Personal information
- Full name: James Allan
- Born: 28 August 1861 Prestwick, Ayrshire, Scotland
- Died: 8 August 1900 (aged 38) Wimbledon, Surrey, England
- Sporting nationality: Scotland

Career
- Status: Professional

Best results in major championships
- Masters Tournament: DNP
- PGA Championship: DNP
- U.S. Open: DNP
- The Open Championship: T2: 1879

= Jamie Allan (golfer) =

Scottish professional golfer (1861–1900)

James Allan (28 August 1861 – 8 August 1900) was a Scottish professional golfer who played in the late 19th century. Allan was a runner-up in the 1879 Open Championship.

==Early life==
Allan was born in Prestwick, Scotland on 28 August 1861, the son of Hugh and Mary Allan. Two of his older brothers, John (c. 1847–1897) and Matthew (1858–1890) were also professional golfers.

==Golf career==
Allan served as a professional at Royal North Devon Golf Club in Westward Ho!, Devon, England. He possessed a knack for lofting his golf ball, a skill that he demonstrated on occasion to the Royal North Devon members. It is unclear what the trick entailed. It is surmised that he was able to hit a shot much higher than was thought possible with the pitching clubs in use at the time.

By the time Allan played in his first Open Championship at Prestwick in 1878, he had already joined his brother John in Devon. Allan had a poor first round of 62, leaving him 12 behind the leader. Further rounds of 53 and 52 left him in eighth place, 10 strokes behind Jamie Anderson.

In August 1879, Allan played a series of four matches against Bob Kirk for stakes totalling £200. The matches were played at Royal North Devon Golf Club, Royal Liverpool Golf Club, Prestwick Golf Club and on the Old Course at St Andrews. £25 was at stake for each match with a further £100 for the overall winner. The first match was played on 13 August at North Devon. Allan was four holes up after the morning round and won by seven holes after the second round. At Royal Liverpool, the match started even with the pair level after nine holes. However Allan led by four holes at the end of the round and eventually won by 14 holes. At Prestwick, Allan won by six holes, increasing his overall lead to 27. The final match was played at St Andrews on 28 August. Allan won five of the first six holes to win the overall match 32 & 30. Allan led by nine holes after the first round and Kirk conceded the match.
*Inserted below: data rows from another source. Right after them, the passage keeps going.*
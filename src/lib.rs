//! cove, a small IRC server.
//!
//! The library exposes the server core so the binary and the integration
//! tests can drive the same code path.

pub mod irc;

pub type Error = Box<dyn std::error::Error + Send + Sync>;
pub type Result<T> = std::result::Result<T, Error>;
In the afternoon, Allan played a match against James Morris, winning 6 & 5.

The 1879 Open Championship was the 19th Open Championship, held 27 September at the Old Course at St Andrews, Fife, Scotland. Allan shot rounds of 88 and 84 for a total of 172. Jamie Anderson won the Championship for the third successive time, by three strokes from Allan and Andrew Kirkaldy. Allan and Kirkaldy had an 18-hole play-off two days later to decide who took the second and third place prize money. Kirkaldy scored 91 to Allan's 92 and took the second prize of £6, Allan taking the third prize of £5.
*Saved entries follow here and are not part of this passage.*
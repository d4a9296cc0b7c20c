//! CLI command implementations

use anyhow::Result;
use clap::{Parser, Subcommand};

pub mod analyze;
pub mod process;

/// Deduplicate TMX translation memories
#[derive(Debug, Parser)]
#[command(name = "tmxdedup", version, about, long_about = None)]
pub struct Cli {
    #[command(subcommand)]
    command: Commands,
}

/// Available CLI commands
#[derive(Debug, Subcommand)]
pub enum Commands {
    /// Deduplicate a TMX file and write the cleaned output
    Process(process::ProcessArgs),

    /// Report duplicate groups without writing any output
    Analyze(analyze::AnalyzeArgs),
}

impl Cli {
    /// Dispatch to the selected command
    pub fn execute(&self) -> Result<()> {
        match &self.command {
            Commands::Process(args) => args.execute(),
            Commands::Analyze(args) => args.execute(),
        }
    }
}

/// Initialize logging based on verbosity level
pub(crate) fn init_logging(quiet: bool, verbose: u8) {
    let log_level = match verbose {
        0 => "warn",
        1 => "info",
        2 => "debug",
        _ => "trace",
    };

    if !quiet {
        env_logger::Builder::from_env(env_logger::Env::default().default_filter_or(log_level))
            .try_init()
            .ok();
    }
}

#[cfg(test)]
mod tests {
    use super::*;
    use clap::CommandFactory;

    #[test]
    fn cli_definition_is_consistent() {
        Cli::command().debug_assert();
    }

    #[test]
    fn process_args_parse() {
        let cli = Cli::parse_from([
            "tmxdedup",
            "process",
            "-i",
            "memory.tmx",
            "-o",
            "clean.tmx",
            "--match-mode",
            "source-equal",
            "--prefer-creation-id",
            "tm_admin",
        ]);
        match cli.command {
            Commands::Process(args) => {
                assert_eq!(args.input.to_str(), Some("memory.tmx"));
                assert_eq!(args.rules.prefer_creation_id, vec!["tm_admin"]);
            }
            _ => panic!("expected process command"),
        }
    }

    #[test]
    fn analyze_args_parse() {
        let cli = Cli::parse_from(["tmxdedup", "analyze", "-i", "memory.tmx", "-f", "json"]);
        match cli.command {
            Commands::Analyze(args) => {
                assert!(matches!(args.format, analyze::ReportFormat::Json));
            }
            _ => panic!("expected analyze command"),
        }
    }
}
After the championship, Allan played another series of four matches, similar to those he had played against Bob Kirk in August, but this time against the new champion, Jamie Anderson. As in the previous match, stakes totalled £200. The matches were played on the Old Course at St Andrews, Prestwick Golf Club, Royal Liverpool Golf Club and finally at Royal North Devon Golf Club. Anderson won three of the matches with Allan winning at Royal Liverpool. Allan was defeated in the overall match by 8 & 7. The first match was played on 30 September at St Andrews the day after the championship playoff. Anderson was five up after the morning round and eventually won by two holes. In the second match at Prestwick Allan was one up after the first 12-hole round. He increased his lead to four holes after 8 holes of the second round but lost the last 4 holes to leave the match level. Anderson won the first round by three holes to win the match. In the third match at Hoylake Anderson led by three after the first round but Allen came back and won the match by a single hole. At Westward Ho! on 24 October, Anderson led by three holes after the first round. He won the overall matches 8 & 7 after 11 holes of the second round and, later, the individual match by 5 & 3.

Allan left Royal North Devon in the mid-1880s returning to Scotland.

==Death==
Allan died on 8 August 1900 in Wimbledon, Surrey after a long illness.

==Results in major championships==

| Tournament | 1878 | 1879 | 1880 | 1881 | 1882 | 1883 | 1884 | 1885 | 1886 | 1887 | 1888 | 1889 |
|---|---|---|---|---|---|---|---|---|---|---|---|---|
| The Open Championship | 8 | T2 |  |  |  |  |  | T29 | T33 |  | T18 | ? |

Note: Allan only played in The Open Championship.